The Art of Peace is based on four great virtues: Bravery, Wisdom, Love, and Friendship, symbolized by Fire, Earth, Heaven, and Water.
Morihei Ueshiba, The Art of Peace
For the orator to produce conviction three qualities are necessary; for, independently of demonstrations, the things which induce belief are three in number. These qualities are good sense [phronesis], virtue [arête], and goodwill [eunoia]; for speakers are wrong both in what they say and in the advice they give, because they lack either all three or one of them.

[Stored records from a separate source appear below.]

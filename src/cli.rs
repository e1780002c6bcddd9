// src/cli.rs

use clap::{Parser, Subcommand};
use std::path::PathBuf;

/// Pose-to-action recognizer: replays extracted pose features and fires
/// the configured effect for each confirmed action.
#[derive(Parser, Debug)]
#[command(name = "motion-actions")]
#[command(author, version, about, long_about = None)]
pub struct Cli {
    #[command(subcommand)]
    pub command: Commands,

    /// Config file path
    #[arg(short, long, global = true, default_value = "config.yaml")]
    pub config: PathBuf,
}

#[derive(Subcommand, Debug)]
pub enum Commands {
    /// Recognize actions in a JSONL feature-frame stream
    Run {
        /// Frame file, one JSON record per line (stdin when omitted)
        #[arg(short, long)]
        frames: Option<PathBuf>,

        /// Pin the active context (overrides config)
        #[arg(long)]
        context: Option<String>,

        /// Start with detection disarmed
        #[arg(long)]
        no_detect: bool,
    },

    /// Capture training samples for one label from a frame stream
    Train {
        #[arg(long)]
        context: String,

        #[arg(long)]
        label: String,

        /// Number of samples to capture
        #[arg(short, long, default_value = "25")]
        samples: usize,

        /// Frame file (stdin when omitted)
        #[arg(short, long)]
        frames: Option<PathBuf>,
    },

    /// List stored contexts, labels and effect profiles
    Contexts,
}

Aristotle, Rhetoric II.1.5
Both aikido and rhetoric can be used to harm people. This has been the chief objection, over many hundreds of years, to both martial arts and rhetoric (recall that I argue rhetoric is in its essence a verbal martial art aimed at peace). Even expert practitioners struggle with the question of when technique becomes force, when persuasion becomes violence.
For both O-Sensei and Aristotle (and other rhetoricians of his era), the key lay in the character of the practitioner. Cicero famously defined the art of rhetoric as vir bonum dicendi peritus, or the good man speaking well. While the founders carve up the space of virtue slightly differently, the common denominators are plain: the will to do the right thing despite the potential blowback; discernment about when and how it is best to take action; and, a genuine desire for the welfare of the people we are working with. Without this foundation in place, we cannot fairly claim to be a practitioner of either art.